Engineering a Recombinant Plasmid for Prospective IsPETase Expression in Escherichia coli Via the BrkA Autotransporter for Biocatalytic PET Recycling

Abstract

 Global accumulation of polyethylene terephthalate (PET) poses a significant environmental threat due to its resistance to degradation. Traditional recycling approaches remain inefficient, driving interest in enzymatic bioremediation as a sustainable alternative. Surface expression of PET-hydrolyzing enzymes on the outer membrane of Escherichia coli may serve as a promising bioremediation strategy to reduce the impact of plastic pollution on the environment. By utilizing bacterial surface display systems, the need for enzyme purification can be mitigated. This study explores the potential for utilizing the Bordetella pertussis BrkA autotransporter to display IsPETase on the outer membrane of E. coli. We engineered a BrkA-PETase recombinant plasmid, pFIJI, by inserting an IsPETase sequence into the passenger domain of BrkA. Our approach involved linearizing a BrkA-containing plasmid via inverse PCR, amplifying an IsPETase gene block, and assembling the two fragments using Gibson assembly.
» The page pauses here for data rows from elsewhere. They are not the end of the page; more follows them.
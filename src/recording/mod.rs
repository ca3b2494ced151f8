//! Audio recording feature for voicerec.
//!
//! Provides microphone access, audio capture, live visualization, and user
//! interaction handling for the recording workflow.

pub mod audio;
pub mod device;
pub mod ui;
pub mod visualizations;

pub use audio::{AudioRecorder, PowerProbe};
pub use device::MicrophoneAccess;
pub use ui::{RecorderTui, RecordingCommand};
The construct was successfully validated by restriction digest and whole plasmid sequencing. This study provides the genetic framework for downstream PET degradation functional analyses utilizing the pFIJI recombinant plasmid to confirm enzymatic activity. Our findings highlight the feasibility of using BrkA-mediated surface display to express complex enzymes that can be used in the development of autotransporter systems for bioremediation of PET plastic pollution.